→ TRY IT
Return only the number of lines in the data below where the word "tokens" appears.

→ INFORMATION
________

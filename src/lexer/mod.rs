//! Lexical analysis module for the compiler.
//!
//! This module contains the lexer (tokenizer) that converts source code
//! into a stream of tokens for parsing. It handles:
//!
//! - Tokenization of source code using regex patterns
//! - Recognition of keywords, identifiers, literals, and operators
//! - Line and column tracking for error reporting
//! - Comments and whitespace handling
//!
//! Lexical errors are reported as diagnostics and scanning carries on.

pub mod lexer;
pub mod tokens;

#[cfg(test)]
mod tests;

________

→ RESULT
2